## EXERCISE
Look through the entries. Copy each line that has the word "usize".

(Data entries)
○ ○ ○

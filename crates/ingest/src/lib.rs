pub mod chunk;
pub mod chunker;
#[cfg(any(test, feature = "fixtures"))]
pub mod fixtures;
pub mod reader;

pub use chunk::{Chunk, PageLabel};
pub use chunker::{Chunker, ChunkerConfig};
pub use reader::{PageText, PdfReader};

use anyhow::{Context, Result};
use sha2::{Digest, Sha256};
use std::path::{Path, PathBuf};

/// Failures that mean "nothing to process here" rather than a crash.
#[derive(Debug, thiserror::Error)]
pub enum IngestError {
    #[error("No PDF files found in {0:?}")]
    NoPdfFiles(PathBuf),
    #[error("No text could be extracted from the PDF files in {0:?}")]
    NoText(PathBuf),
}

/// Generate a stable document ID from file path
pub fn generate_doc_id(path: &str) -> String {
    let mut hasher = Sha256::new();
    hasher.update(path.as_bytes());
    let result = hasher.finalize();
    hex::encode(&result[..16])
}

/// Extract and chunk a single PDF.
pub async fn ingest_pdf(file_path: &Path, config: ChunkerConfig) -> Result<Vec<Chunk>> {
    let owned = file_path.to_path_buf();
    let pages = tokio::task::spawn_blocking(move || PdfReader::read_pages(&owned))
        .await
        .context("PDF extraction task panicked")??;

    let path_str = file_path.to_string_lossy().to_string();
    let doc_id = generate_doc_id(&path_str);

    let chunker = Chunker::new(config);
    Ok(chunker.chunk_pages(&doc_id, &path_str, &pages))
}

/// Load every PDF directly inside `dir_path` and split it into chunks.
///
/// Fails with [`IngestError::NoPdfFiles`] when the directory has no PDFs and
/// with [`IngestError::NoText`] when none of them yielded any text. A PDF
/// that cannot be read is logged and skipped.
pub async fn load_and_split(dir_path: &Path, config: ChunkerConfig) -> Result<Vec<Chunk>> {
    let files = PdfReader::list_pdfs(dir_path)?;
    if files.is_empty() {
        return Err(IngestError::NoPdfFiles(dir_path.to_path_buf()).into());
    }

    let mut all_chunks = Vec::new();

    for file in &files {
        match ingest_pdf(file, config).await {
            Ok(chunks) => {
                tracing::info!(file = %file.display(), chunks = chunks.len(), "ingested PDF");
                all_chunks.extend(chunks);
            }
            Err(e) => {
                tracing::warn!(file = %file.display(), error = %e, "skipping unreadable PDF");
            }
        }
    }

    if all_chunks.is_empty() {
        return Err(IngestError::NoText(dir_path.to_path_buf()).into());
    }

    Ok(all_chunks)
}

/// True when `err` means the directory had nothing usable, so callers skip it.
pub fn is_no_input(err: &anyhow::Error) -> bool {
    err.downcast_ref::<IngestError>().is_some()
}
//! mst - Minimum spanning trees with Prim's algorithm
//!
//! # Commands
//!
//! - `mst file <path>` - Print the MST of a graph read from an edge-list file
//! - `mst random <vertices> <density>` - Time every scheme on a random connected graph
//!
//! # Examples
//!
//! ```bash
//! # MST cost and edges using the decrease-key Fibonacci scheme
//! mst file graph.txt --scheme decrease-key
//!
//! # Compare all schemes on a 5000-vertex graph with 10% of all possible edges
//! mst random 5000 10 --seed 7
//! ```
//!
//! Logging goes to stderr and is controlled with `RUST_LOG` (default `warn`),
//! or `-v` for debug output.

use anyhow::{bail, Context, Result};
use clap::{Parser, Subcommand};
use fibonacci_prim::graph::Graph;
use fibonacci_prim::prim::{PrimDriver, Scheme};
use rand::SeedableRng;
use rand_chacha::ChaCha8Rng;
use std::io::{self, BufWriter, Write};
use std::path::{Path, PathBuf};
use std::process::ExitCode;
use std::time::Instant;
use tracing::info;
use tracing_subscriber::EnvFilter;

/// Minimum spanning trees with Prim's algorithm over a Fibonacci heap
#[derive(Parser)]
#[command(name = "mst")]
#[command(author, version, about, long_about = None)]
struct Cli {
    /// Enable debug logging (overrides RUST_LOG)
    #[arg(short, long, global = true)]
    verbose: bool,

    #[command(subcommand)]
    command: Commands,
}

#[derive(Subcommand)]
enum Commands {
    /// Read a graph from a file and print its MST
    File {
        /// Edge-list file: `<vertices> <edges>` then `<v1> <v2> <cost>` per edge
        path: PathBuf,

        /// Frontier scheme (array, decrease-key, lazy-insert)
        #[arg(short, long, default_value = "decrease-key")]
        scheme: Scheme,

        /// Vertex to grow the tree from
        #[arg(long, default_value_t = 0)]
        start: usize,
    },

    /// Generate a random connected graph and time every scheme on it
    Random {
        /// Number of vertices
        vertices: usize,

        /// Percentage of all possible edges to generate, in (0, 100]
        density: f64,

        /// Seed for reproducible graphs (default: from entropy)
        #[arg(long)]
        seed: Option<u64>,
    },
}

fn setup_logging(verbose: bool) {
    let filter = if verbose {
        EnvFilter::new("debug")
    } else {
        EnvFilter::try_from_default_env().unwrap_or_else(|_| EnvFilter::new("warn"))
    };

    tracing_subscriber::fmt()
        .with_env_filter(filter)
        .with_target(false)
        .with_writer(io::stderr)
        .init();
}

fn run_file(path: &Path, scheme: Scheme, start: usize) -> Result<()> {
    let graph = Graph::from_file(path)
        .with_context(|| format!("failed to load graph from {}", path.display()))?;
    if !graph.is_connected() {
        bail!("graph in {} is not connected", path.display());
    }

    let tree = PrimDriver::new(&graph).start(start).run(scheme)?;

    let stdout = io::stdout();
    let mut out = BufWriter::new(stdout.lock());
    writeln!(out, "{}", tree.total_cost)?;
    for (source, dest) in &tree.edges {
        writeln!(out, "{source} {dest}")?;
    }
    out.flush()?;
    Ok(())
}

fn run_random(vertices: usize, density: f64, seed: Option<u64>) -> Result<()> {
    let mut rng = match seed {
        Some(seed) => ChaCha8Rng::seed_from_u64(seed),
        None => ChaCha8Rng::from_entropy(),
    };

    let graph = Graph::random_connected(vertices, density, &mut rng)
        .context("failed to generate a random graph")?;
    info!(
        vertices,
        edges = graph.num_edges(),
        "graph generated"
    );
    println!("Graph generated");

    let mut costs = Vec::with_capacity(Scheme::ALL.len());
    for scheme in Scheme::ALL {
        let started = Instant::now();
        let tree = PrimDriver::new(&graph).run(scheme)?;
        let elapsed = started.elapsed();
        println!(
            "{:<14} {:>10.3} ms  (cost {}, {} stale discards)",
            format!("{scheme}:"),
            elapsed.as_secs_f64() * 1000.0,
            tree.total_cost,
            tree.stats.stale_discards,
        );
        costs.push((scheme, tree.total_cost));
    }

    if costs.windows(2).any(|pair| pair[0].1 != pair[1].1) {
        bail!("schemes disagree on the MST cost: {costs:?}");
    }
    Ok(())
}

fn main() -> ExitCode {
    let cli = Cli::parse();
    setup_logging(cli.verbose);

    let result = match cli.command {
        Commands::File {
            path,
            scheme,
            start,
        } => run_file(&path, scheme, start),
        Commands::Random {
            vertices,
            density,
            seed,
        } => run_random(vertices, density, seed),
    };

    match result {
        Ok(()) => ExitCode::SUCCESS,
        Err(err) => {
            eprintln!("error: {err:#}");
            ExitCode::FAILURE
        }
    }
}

○ ○ ○

## OUTPUT OF THE EXERCISE
        start: usize,
        vertices: usize,
fn run_file(path: &Path, scheme: Scheme, start: usize) -> Result<()> {
fn run_random(vertices: usize, density: f64, seed: Option<u64>) -> Result<()> {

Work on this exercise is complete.